You can do it by using iterator. Like this:

np.fromiter((row[index] for row, index in zip(X, Y)), dtype=int)

Time:

N = 1000
X = np.zeros(shape=(N, N))
Y = np.arange(N)

#@A?wini ?haudhary
%timeit X[np.arange(len(X)), Y]
10000 loops, best of 3: 30.7 us per loop

#mine
%timeit np.fromiter((row[index] for row, index in zip(X, Y)), dtype=int)
1000 loops, best of 3: 1.15 ms per loop

#mine
%timeit np.diag(X.T[Y])
10 loops, best of 3: 20.8 ms per loop

Answer 5

Another clever way is to first transpose the array and index it thereafter. Finally, take the diagonal, its always the right answer.
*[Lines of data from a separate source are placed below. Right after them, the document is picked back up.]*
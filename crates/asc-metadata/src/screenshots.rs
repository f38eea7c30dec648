//! Screenshot display type inference.
//!
//! A file name hint wins; otherwise the image header is read and the pixel
//! size looked up, longer side first so orientation does not matter.

use std::fmt;
use std::path::Path;
use std::str::FromStr;

use serde::{Serialize, Serializer};
use tracing::debug;

use crate::error::{MigrateError, Result};

/// App Store Connect screenshot display types.
#[derive(Debug, Clone, Copy, PartialEq, Eq, Hash, PartialOrd, Ord)]
pub enum DisplayType {
    AppIphone67,
    AppIphone65,
    AppIphone61,
    AppIphone58,
    AppIphone55,
    AppIphone47,
    AppIphone40,
    AppIphone35,
    AppIpadPro3Gen129,
    AppIpadPro3Gen11,
    AppIpadPro129,
    AppIpad105,
    AppIpad97,
    AppDesktop,
    AppAppleTv,
    AppAppleVisionPro,
    AppWatchUltra,
    AppWatchSeries10,
    AppWatchSeries7,
    AppWatchSeries4,
    AppWatchSeries3,
}

impl DisplayType {
    pub const ALL: &'static [DisplayType] = &[
        DisplayType::AppIphone67,
        DisplayType::AppIphone65,
        DisplayType::AppIphone61,
        DisplayType::AppIphone58,
        DisplayType::AppIphone55,
        DisplayType::AppIphone47,
        DisplayType::AppIphone40,
        DisplayType::AppIphone35,
        DisplayType::AppIpadPro3Gen129,
        DisplayType::AppIpadPro3Gen11,
        DisplayType::AppIpadPro129,
        DisplayType::AppIpad105,
        DisplayType::AppIpad97,
        DisplayType::AppDesktop,
        DisplayType::AppAppleTv,
        DisplayType::AppAppleVisionPro,
        DisplayType::AppWatchUltra,
        DisplayType::AppWatchSeries10,
        DisplayType::AppWatchSeries7,
        DisplayType::AppWatchSeries4,
        DisplayType::AppWatchSeries3,
    ];

    /// The value App Store Connect uses for `screenshotDisplayType`.
    pub fn as_str(&self) -> &'static str {
        match self {
            DisplayType::AppIphone67 => "APP_IPHONE_67",
            DisplayType::AppIphone65 => "APP_IPHONE_65",
            DisplayType::AppIphone61 => "APP_IPHONE_61",
            DisplayType::AppIphone58 => "APP_IPHONE_58",
            DisplayType::AppIphone55 => "APP_IPHONE_55",
            DisplayType::AppIphone47 => "APP_IPHONE_47",
            DisplayType::AppIphone40 => "APP_IPHONE_40",
            DisplayType::AppIphone35 => "APP_IPHONE_35",
            DisplayType::AppIpadPro3Gen129 => "APP_IPAD_PRO_3GEN_129",
            DisplayType::AppIpadPro3Gen11 => "APP_IPAD_PRO_3GEN_11",
            DisplayType::AppIpadPro129 => "APP_IPAD_PRO_129",
            DisplayType::AppIpad105 => "APP_IPAD_105",
            DisplayType::AppIpad97 => "APP_IPAD_97",
            DisplayType::AppDesktop => "APP_DESKTOP",
            DisplayType::AppAppleTv => "APP_APPLE_TV",
            DisplayType::AppAppleVisionPro => "APP_APPLE_VISION_PRO",
            DisplayType::AppWatchUltra => "APP_WATCH_ULTRA",
            DisplayType::AppWatchSeries10 => "APP_WATCH_SERIES_10",
            DisplayType::AppWatchSeries7 => "APP_WATCH_SERIES_7",
            DisplayType::AppWatchSeries4 => "APP_WATCH_SERIES_4",
            DisplayType::AppWatchSeries3 => "APP_WATCH_SERIES_3",
        }
    }
}

impl FromStr for DisplayType {
    type Err = String;

    fn from_str(s: &str) -> std::result::Result<Self, Self::Err> {
        DisplayType::ALL
            .iter()
            .find(|d| d.as_str() == s)
            .copied()
            .ok_or_else(|| format!("unknown display type {}", s))
    }
}

impl fmt::Display for DisplayType {
    fn fmt(&self, f: &mut fmt::Formatter<'_>) -> fmt::Result {
        f.write_str(self.as_str())
    }
}

impl Serialize for DisplayType {
    fn serialize<S: Serializer>(&self, serializer: S) -> std::result::Result<S::Ok, S::Error> {
        serializer.serialize_str(self.as_str())
    }
}

/// Returns true if `value` is a display type App Store Connect accepts.
pub fn is_valid_display_type(value: &str) -> bool {
    value.parse::<DisplayType>().is_ok()
}

/// Device name fragments found in screenshot file names. Checked in order
/// against the lower-cased name with `_` and `-` read as spaces.
const FILE_NAME_HINTS: &[(&str, &str)] = &[
    ("iphone 6.9", "APP_IPHONE_67"),
    ("iphone 6.7", "APP_IPHONE_67"),
    ("iphone 6.5", "APP_IPHONE_65"),
    ("iphone 6.1", "APP_IPHONE_61"),
    ("iphone 5.8", "APP_IPHONE_58"),
    ("iphone 5.5", "APP_IPHONE_55"),
    ("iphone 4.7", "APP_IPHONE_47"),
    ("iphone 4.0", "APP_IPHONE_40"),
    ("iphone 3.5", "APP_IPHONE_35"),
    ("ipad pro 13", "APP_IPAD_PRO_3GEN_129"),
    ("ipad pro 12.9", "APP_IPAD_PRO_3GEN_129"),
    ("ipad 12.9", "APP_IPAD_PRO_3GEN_129"),
    ("ipad pro 11", "APP_IPAD_PRO_3GEN_11"),
    ("ipad 11", "APP_IPAD_PRO_3GEN_11"),
    ("ipad 10.5", "APP_IPAD_105"),
    ("ipad 9.7", "APP_IPAD_97"),
    ("apple tv", "APP_APPLE_TV"),
    ("vision pro", "APP_APPLE_VISION_PRO"),
    ("watch ultra", "APP_WATCH_ULTRA"),
    ("watch series 10", "APP_WATCH_SERIES_10"),
    ("watch series 7", "APP_WATCH_SERIES_7"),
    ("watch series 4", "APP_WATCH_SERIES_4"),
    ("watch series 3", "APP_WATCH_SERIES_3"),
    ("macos", "APP_DESKTOP"),
    ("desktop", "APP_DESKTOP"),
];

/// Exact pixel sizes as (longer side, shorter side).
const DIMENSIONS: &[((u32, u32), &str)] = &[
    // iPhone
    ((2868, 1320), "APP_IPHONE_67"),
    ((2796, 1290), "APP_IPHONE_67"),
    ((2778, 1284), "APP_IPHONE_65"),
    ((2688, 1242), "APP_IPHONE_65"),
    ((2556, 1179), "APP_IPHONE_61"),
    ((2532, 1170), "APP_IPHONE_61"),
    ((2436, 1125), "APP_IPHONE_58"),
    ((2208, 1242), "APP_IPHONE_55"),
    ((1334, 750), "APP_IPHONE_47"),
    ((1136, 640), "APP_IPHONE_40"),
    ((960, 640), "APP_IPHONE_35"),
    // iPad
    ((2752, 2064), "APP_IPAD_PRO_3GEN_129"),
    ((2732, 2048), "APP_IPAD_PRO_3GEN_129"),
    ((2420, 1668), "APP_IPAD_PRO_3GEN_11"),
    ((2388, 1668), "APP_IPAD_PRO_3GEN_11"),
    ((2224, 1668), "APP_IPAD_105"),
    ((2048, 1536), "APP_IPAD_97"),
    // Mac
    ((2880, 1800), "APP_DESKTOP"),
    ((2560, 1600), "APP_DESKTOP"),
    ((1440, 900), "APP_DESKTOP"),
    ((1280, 800), "APP_DESKTOP"),
    // Apple TV
    ((3840, 2160), "APP_APPLE_TV"),
    ((1920, 1080), "APP_APPLE_TV"),
    // Watch
    ((502, 410), "APP_WATCH_ULTRA"),
    ((496, 416), "APP_WATCH_SERIES_10"),
    ((484, 396), "APP_WATCH_SERIES_7"),
    ((448, 368), "APP_WATCH_SERIES_4"),
    ((390, 312), "APP_WATCH_SERIES_3"),
];

/// Display type hinted by a file name, if any.
pub fn classify_file_name(name: &str) -> Option<&'static str> {
    let normalized: String = name
        .to_lowercase()
        .chars()
        .map(|c| if c == '_' || c == '-' { ' ' } else { c })
        .collect();

    FILE_NAME_HINTS
        .iter()
        .find(|(fragment, _)| normalized.contains(fragment))
        .map(|(_, value)| *value)
}

/// Display type for an exact pixel size, in either orientation.
pub fn classify_dimensions(width: u32, height: u32) -> Option<&'static str> {
    let key = (width.max(height), width.min(height));
    DIMENSIONS
        .iter()
        .find(|(dims, _)| *dims == key)
        .map(|(_, value)| *value)
}

/// Infers the display type of a screenshot file.
pub fn classify_screenshot(path: &Path) -> Result<DisplayType> {
    let failed = |message: String| MigrateError::ClassificationFailed {
        path: path.to_path_buf(),
        message,
    };

    let file_name = path
        .file_name()
        .and_then(|n| n.to_str())
        .unwrap_or_default();

    let value = match classify_file_name(file_name) {
        Some(value) => {
            debug!(file = %path.display(), display_type = value, "classified by file name");
            value
        }
        None => {
            // Reads the header only
            let (width, height) = image::image_dimensions(path)
                .map_err(|e| failed(format!("cannot read image dimensions: {}", e)))?;
            let value = classify_dimensions(width, height).ok_or_else(|| {
                failed(format!(
                    "no device hint in file name and unrecognized dimensions {}x{}",
                    width, height
                ))
            })?;
            debug!(file = %path.display(), width, height, display_type = value, "classified by dimensions");
            value
        }
    };

    value
        .parse::<DisplayType>()
        .map_err(|_| failed(format!("inferred display type {} is not valid", value)))
}

#[cfg(test)]
mod tests {
    use super::*;
    use std::path::PathBuf;
    use tempfile::TempDir;

    fn png(dir: &Path, name: &str, width: u32, height: u32) -> PathBuf {
        let path = dir.join(name);
        image::RgbImage::new(width, height).save(&path).unwrap();
        path
    }

    #[test]
    fn test_tables_only_name_valid_types() {
        for (_, value) in FILE_NAME_HINTS {
            assert!(is_valid_display_type(value), "{value}");
        }
        for (_, value) in DIMENSIONS {
            assert!(is_valid_display_type(value), "{value}");
        }
        assert!(!is_valid_display_type("APP_IPHONE_99"));
    }

    #[test]
    fn test_dimensions_either_orientation() {
        let temp = TempDir::new().unwrap();
        let portrait = png(temp.path(), "01.png", 1242, 2688);
        let landscape = png(temp.path(), "02.png", 2688, 1242);

        assert_eq!(classify_screenshot(&portrait).unwrap(), DisplayType::AppIphone65);
        assert_eq!(classify_screenshot(&landscape).unwrap(), DisplayType::AppIphone65);
    }

    #[test]
    fn test_file_name_hint_overrides_dimensions() {
        let temp = TempDir::new().unwrap();
        let path = png(temp.path(), "iPhone 6.5 - 01.png", 100, 100);
        assert_eq!(classify_screenshot(&path).unwrap(), DisplayType::AppIphone65);

        let path = png(temp.path(), "shot_IPAD_12.9_home.png", 2688, 1242);
        assert_eq!(classify_screenshot(&path).unwrap(), DisplayType::AppIpadPro3Gen129);
    }

    #[test]
    fn test_unrecognized_fails_naming_file() {
        let temp = TempDir::new().unwrap();
        let path = png(temp.path(), "mystery.png", 123, 456);
        let err = classify_screenshot(&path).unwrap_err();
        match &err {
            MigrateError::ClassificationFailed { path: failed, message } => {
                assert_eq!(failed, &path);
                assert!(message.contains("123x456"));
            }
            other => panic!("unexpected error: {other}"),
        }
    }

    #[test]
    fn test_non_image_fails() {
        let temp = TempDir::new().unwrap();
        let path = temp.path().join("notes.png");
        std::fs::write(&path, b"plain text").unwrap();
        assert!(matches!(
            classify_screenshot(&path),
            Err(MigrateError::ClassificationFailed { .. })
        ));
    }

    #[test]
    fn test_watch_and_tv_sizes() {
        assert_eq!(classify_dimensions(410, 502), Some("APP_WATCH_ULTRA"));
        assert_eq!(classify_dimensions(1920, 1080), Some("APP_APPLE_TV"));
        assert_eq!(classify_dimensions(1080, 1920), Some("APP_APPLE_TV"));
        assert_eq!(classify_dimensions(1000, 1000), None);
    }

    #[test]
    fn test_display_type_round_trips_through_str() {
        for display_type in DisplayType::ALL {
            assert_eq!(display_type.as_str().parse::<DisplayType>().unwrap(), *display_type);
        }
    }
}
X = np.array([[1, 2, 3], [4, 5, 6], [7, 8, 9], [10, 11, 12]])
Y = np.array([1, 0, 2, 2])

np.diag(X.T[Y])

Step by step:

Original arrays:

>>> X
array([[ 1,  2,  3],
       [ 4,  5,  6],
       [ 7,  8,  9],
       [10, 11, 12]])

>>> Y
array([1, 0, 2, 2])

Transpose to make it possible to index it right.

>>> X.T
array([[ 1,  4,  7, 10],
       [ 2,  5,  8, 11],
       [ 3,  6,  9, 12]])

Get rows in the Y order.

>>> X.T[Y]
array([[ 2,  5,  8, 11],
       [ 1,  4,  7, 10],
       [ 3,  6,  9, 12],
       [ 3,  6,  9, 12]])

The diagonal should now become clear.

>>> np.diag(X.T[Y])
array([ 2,  4,  9, 12]

Answer 6

The answer from hpaulj using take_along_axis should be the accepted one.
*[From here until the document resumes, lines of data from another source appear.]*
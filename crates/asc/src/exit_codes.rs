//! Exit codes for the CLI

use asc_connect::ConnectError;
use asc_metadata::MigrateError;

use crate::cli::commands::ValidationFailed;

/// Success
pub const SUCCESS: i32 = 0;

/// General or remote error
pub const ERROR: i32 = 1;

/// Configuration or path error
pub const CONFIG_ERROR: i32 = 2;

/// Blocking validation issues
pub const VALIDATION_ERROR: i32 = 5;

/// User cancelled
pub const CANCELLED: i32 = 130;

/// Maps a command failure to the process exit code.
pub fn for_error(err: &anyhow::Error) -> i32 {
    for cause in err.chain() {
        if cause.downcast_ref::<ValidationFailed>().is_some() {
            return VALIDATION_ERROR;
        }
        if let Some(err) = cause.downcast_ref::<MigrateError>() {
            if err.is_canceled() {
                return CANCELLED;
            }
            if err.is_input_error() {
                return CONFIG_ERROR;
            }
        }
        if let Some(err) = cause.downcast_ref::<ConnectError>() {
            match err {
                ConnectError::Canceled { .. } => return CANCELLED,
                ConnectError::Configuration(_) | ConnectError::InvalidCredentials(_) => {
                    return CONFIG_ERROR
                }
                _ => {}
            }
        }
    }
    ERROR
}

#[cfg(test)]
mod tests {
    use super::*;
    use std::path::PathBuf;

    #[test]
    fn test_exit_codes() {
        let canceled = anyhow::Error::new(MigrateError::Canceled {
            operation: "screenshot upload".to_string(),
            id: "screenshot-1".to_string(),
        });
        assert_eq!(for_error(&canceled), CANCELLED);

        let parse = anyhow::Error::new(MigrateError::Parse {
            path: PathBuf::from("Deliverfile"),
            line: 1,
            message: "empty value".to_string(),
        })
        .context("reading Deliverfile");
        assert_eq!(for_error(&parse), CONFIG_ERROR);

        let config = anyhow::Error::new(ConnectError::Configuration("missing key".to_string()));
        assert_eq!(for_error(&config), CONFIG_ERROR);

        assert_eq!(for_error(&anyhow::Error::new(ValidationFailed(2))), VALIDATION_ERROR);
        assert_eq!(for_error(&anyhow::anyhow!("boom")), ERROR);
    }
}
Here is a derived version with an N-dim index array:

>>> arr = np.arange(20).reshape((2,2,5))
>>> idx = np.array([[1,0],[2,4]])
>>> np.take_along_axis(arr, idx[...,None], axis=-1)
array([[[ 1],
        [ 5]],

       [[12],
        [19]]])

Note that the selection operation is ignorant about the shapes. I used this to refine a possibly vector-valued argmax result from histogram by fitting parabolas:

def interpol(arr):
    i = np.argmax(arr, axis=-1)
    a = lambda ?: np.squeeze(np.take_along_axis(arr, i[...,None]+?, axis=-1), axis=-1)
    frac = .5*(a(1) - a(-1)) / (2*a(0) - a(-1) - a(1)) # |frac| < 0.5
    return i + frac

Note the squeeze to remove the dimension of size 1 resulting in the same shape of i and frac, the integer and fractional part of the peak position.

I'm quite sure that it is possible to avoid the lambda, but would the interpolation formula still look nice?